- Opening Delimiter -

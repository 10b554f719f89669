//! Randomness seam for the resolver and the cooldown manager

use crate::config::FULL_SCALE_BPS;
use rand::{rngs::StdRng, Rng, SeedableRng};
use std::collections::VecDeque;

/// Source of uniform draws
pub trait DrawSource: Send {
    /// Uniform draw in `0..FULL_SCALE_BPS`
    fn draw_bps(&mut self) -> u32;

    /// Uniform draw in `min..=max`
    fn draw_range(&mut self, min: u64, max: u64) -> u64;
}

/// Production draws backed by a seeded standard RNG
pub struct RandomDraws {
    rng: StdRng,
}

impl RandomDraws {
    pub fn from_entropy() -> Self {
        Self {
            rng: StdRng::from_entropy(),
        }
    }

    pub fn seeded(seed: u64) -> Self {
        Self {
            rng: StdRng::seed_from_u64(seed),
        }
    }
}

impl DrawSource for RandomDraws {
    fn draw_bps(&mut self) -> u32 {
        self.rng.gen_range(0..FULL_SCALE_BPS)
    }

    fn draw_range(&mut self, min: u64, max: u64) -> u64 {
        if min >= max {
            return min;
        }
        self.rng.gen_range(min..=max)
    }
}

/// Replays queued draws, then falls back to a seeded RNG.
///
/// A phase-one loss consumes three basis-point draws (bucket, jackpot, near
/// miss); every other phase-one bucket and every phase-two roll consumes one.
pub struct ScriptedDraws {
    bps: VecDeque<u32>,
    ranges: VecDeque<u64>,
    fallback: RandomDraws,
}

impl ScriptedDraws {
    pub fn new() -> Self {
        Self {
            bps: VecDeque::new(),
            ranges: VecDeque::new(),
            fallback: RandomDraws::seeded(7),
        }
    }

    pub fn with_bps<I: IntoIterator<Item = u32>>(mut self, draws: I) -> Self {
        self.bps.extend(draws);
        self
    }

    pub fn with_ranges<I: IntoIterator<Item = u64>>(mut self, draws: I) -> Self {
        self.ranges.extend(draws);
        self
    }

    pub fn remaining(&self) -> usize {
        self.bps.len() + self.ranges.len()
    }
}

impl Default for ScriptedDraws {
    fn default() -> Self {
        Self::new()
    }
}

impl DrawSource for ScriptedDraws {
    fn draw_bps(&mut self) -> u32 {
        match self.bps.pop_front() {
            Some(draw) => draw.min(FULL_SCALE_BPS - 1),
            None => self.fallback.draw_bps(),
        }
    }

    fn draw_range(&mut self, min: u64, max: u64) -> u64 {
        match self.ranges.pop_front() {
            Some(draw) => draw.clamp(min, max.max(min)),
            None => self.fallback.draw_range(min, max),
        }
    }
}

#[cfg(test)]
mod tests {
    use super::*;

    #[test]
    fn test_random_draws_stay_in_range() {
        let mut draws = RandomDraws::seeded(42);
        for _ in 0..1_000 {
            assert!(draws.draw_bps() < FULL_SCALE_BPS);
            let secs = draws.draw_range(30, 60);
            assert!((30..=60).contains(&secs));
        }
        assert_eq!(draws.draw_range(5, 5), 5);
    }

    #[test]
    fn test_scripted_draws_replay_then_fall_back() {
        let mut draws = ScriptedDraws::new().with_bps([10, 20_000]).with_ranges([45, 5]);

        assert_eq!(draws.draw_bps(), 10);
        assert_eq!(draws.draw_bps(), FULL_SCALE_BPS - 1);
        assert_eq!(draws.draw_range(30, 60), 45);
        // Out-of-band scripted values are clamped into the band
        assert_eq!(draws.draw_range(30, 60), 30);
        assert_eq!(draws.remaining(), 0);
        assert!(draws.draw_bps() < FULL_SCALE_BPS);
    }
}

- Closing Delimiter -

— WHAT IS EXPECTED —
Show each line in the listing above that has "ScriptedDraws".

— RESULT OF THE TASK —
pub struct ScriptedDraws {
impl ScriptedDraws {
impl Default for ScriptedDraws {
impl DrawSource for ScriptedDraws {
        let mut draws = ScriptedDraws::new().with_bps([10, 20_000]).with_ranges([45, 5]);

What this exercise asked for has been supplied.